■ **Collected data**
================================

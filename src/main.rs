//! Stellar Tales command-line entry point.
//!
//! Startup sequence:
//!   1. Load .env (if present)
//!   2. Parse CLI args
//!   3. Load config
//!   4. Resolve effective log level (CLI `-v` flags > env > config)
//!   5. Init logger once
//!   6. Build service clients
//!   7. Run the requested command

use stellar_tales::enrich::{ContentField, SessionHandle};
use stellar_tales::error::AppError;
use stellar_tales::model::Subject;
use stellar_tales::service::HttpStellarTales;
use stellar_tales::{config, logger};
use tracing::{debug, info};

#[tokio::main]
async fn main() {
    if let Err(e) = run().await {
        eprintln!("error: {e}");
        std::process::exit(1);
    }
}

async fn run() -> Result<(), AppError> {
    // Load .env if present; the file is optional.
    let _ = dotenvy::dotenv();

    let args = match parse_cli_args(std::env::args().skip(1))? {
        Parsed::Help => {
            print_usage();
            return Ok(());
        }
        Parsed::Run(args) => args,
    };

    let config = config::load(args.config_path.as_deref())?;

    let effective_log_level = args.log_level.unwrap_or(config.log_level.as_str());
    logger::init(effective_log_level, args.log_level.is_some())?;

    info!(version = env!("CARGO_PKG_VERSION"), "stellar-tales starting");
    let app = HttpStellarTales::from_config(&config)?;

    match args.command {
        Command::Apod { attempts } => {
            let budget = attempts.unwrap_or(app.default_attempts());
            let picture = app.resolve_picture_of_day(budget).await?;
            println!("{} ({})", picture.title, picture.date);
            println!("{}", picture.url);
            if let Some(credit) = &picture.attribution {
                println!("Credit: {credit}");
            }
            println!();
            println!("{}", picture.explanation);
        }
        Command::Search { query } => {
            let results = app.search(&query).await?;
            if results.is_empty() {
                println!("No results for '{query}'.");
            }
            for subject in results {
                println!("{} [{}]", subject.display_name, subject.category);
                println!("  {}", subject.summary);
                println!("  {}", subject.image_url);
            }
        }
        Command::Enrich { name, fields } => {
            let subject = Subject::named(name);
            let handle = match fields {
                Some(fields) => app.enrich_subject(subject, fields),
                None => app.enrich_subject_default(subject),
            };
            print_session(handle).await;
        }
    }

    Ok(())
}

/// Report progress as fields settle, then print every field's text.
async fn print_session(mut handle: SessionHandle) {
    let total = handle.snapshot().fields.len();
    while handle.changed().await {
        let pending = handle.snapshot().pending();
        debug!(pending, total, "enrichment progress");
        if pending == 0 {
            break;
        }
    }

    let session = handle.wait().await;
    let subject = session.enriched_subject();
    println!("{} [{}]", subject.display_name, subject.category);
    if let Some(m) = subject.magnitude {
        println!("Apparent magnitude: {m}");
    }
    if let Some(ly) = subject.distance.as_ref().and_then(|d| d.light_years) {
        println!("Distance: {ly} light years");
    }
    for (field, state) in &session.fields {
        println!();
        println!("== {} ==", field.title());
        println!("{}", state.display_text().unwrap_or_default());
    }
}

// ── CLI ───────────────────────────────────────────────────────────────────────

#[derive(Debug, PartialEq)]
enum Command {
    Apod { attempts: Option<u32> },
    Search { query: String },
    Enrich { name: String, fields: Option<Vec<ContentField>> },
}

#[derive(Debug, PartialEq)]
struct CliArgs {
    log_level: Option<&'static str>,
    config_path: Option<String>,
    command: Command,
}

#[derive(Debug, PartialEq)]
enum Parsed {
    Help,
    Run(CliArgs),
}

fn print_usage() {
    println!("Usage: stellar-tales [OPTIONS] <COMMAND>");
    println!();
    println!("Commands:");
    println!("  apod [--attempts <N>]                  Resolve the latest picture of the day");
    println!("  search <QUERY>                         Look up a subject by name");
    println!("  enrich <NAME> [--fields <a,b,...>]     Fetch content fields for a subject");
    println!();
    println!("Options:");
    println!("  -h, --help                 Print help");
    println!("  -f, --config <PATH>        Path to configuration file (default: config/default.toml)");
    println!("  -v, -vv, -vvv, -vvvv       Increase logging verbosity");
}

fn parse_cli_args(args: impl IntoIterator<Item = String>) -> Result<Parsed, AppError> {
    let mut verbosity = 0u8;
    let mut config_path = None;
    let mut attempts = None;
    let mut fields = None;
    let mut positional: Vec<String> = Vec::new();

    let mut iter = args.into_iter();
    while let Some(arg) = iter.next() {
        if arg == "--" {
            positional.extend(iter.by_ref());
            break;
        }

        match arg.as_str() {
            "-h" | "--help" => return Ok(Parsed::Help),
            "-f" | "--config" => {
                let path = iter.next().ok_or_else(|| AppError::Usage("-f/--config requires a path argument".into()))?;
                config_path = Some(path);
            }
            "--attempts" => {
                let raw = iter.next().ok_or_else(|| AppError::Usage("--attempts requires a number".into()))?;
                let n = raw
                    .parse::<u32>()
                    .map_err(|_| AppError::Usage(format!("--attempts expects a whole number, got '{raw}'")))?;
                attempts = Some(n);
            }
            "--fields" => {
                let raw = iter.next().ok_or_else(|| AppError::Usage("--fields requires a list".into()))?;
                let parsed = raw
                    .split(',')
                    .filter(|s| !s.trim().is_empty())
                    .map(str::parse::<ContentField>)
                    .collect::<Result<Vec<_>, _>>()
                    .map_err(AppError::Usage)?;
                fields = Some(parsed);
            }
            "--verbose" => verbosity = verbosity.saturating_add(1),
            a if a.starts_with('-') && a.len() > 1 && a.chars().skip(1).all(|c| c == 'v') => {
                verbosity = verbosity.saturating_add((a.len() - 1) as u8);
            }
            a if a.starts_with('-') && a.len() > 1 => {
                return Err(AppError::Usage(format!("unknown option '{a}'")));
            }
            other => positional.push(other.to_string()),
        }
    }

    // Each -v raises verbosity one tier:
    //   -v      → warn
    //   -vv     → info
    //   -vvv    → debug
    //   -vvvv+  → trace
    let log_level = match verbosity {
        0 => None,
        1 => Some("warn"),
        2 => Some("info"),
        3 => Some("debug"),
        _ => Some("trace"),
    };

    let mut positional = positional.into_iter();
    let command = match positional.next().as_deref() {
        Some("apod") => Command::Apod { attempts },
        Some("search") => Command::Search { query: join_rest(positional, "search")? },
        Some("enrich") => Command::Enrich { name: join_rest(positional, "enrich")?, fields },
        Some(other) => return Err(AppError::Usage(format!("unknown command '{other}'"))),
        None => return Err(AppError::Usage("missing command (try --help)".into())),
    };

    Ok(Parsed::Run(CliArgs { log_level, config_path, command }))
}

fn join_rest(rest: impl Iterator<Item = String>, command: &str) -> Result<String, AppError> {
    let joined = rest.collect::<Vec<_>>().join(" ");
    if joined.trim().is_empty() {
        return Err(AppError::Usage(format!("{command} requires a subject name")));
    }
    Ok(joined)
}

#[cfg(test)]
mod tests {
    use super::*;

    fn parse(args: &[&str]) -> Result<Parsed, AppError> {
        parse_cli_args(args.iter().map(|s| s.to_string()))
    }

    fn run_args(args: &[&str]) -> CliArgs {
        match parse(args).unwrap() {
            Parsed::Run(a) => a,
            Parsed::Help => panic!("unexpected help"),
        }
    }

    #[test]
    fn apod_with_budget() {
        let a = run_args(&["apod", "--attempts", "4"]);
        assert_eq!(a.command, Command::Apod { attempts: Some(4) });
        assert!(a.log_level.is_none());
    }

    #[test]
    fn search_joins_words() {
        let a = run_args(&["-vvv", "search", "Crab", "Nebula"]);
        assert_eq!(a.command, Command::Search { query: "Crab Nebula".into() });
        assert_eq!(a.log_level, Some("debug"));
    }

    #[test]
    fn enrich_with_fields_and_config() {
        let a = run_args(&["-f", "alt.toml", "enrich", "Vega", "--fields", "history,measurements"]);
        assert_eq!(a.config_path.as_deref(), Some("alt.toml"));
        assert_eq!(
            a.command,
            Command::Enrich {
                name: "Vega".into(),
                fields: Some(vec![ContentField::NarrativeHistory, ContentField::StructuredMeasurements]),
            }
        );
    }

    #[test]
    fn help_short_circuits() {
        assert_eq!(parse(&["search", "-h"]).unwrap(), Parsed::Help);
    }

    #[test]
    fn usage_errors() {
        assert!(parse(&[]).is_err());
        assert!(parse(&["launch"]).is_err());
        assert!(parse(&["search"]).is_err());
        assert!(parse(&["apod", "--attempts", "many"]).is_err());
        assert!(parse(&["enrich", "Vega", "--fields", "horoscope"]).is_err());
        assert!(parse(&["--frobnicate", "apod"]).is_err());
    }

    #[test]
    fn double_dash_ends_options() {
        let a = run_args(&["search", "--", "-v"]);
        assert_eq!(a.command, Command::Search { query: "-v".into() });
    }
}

================================

■ **Prompt**
Using the data above, repeat exactly the lines that begin at the line with "let config = config::load(args.config_path.as_deref())?;" and end at the line with "let budget = attempts.unwrap_or(app.default_attempts());", both ends included.

■ **Exercise solution**
    let config = config::load(args.config_path.as_deref())?;

    let effective_log_level = args.log_level.unwrap_or(config.log_level.as_str());
    logger::init(effective_log_level, args.log_level.is_some())?;

    info!(version = env!("CARGO_PKG_VERSION"), "stellar-tales starting");
    let app = HttpStellarTales::from_config(&config)?;

    match args.command {
        Command::Apod { attempts } => {
            let budget = attempts.unwrap_or(app.default_attempts());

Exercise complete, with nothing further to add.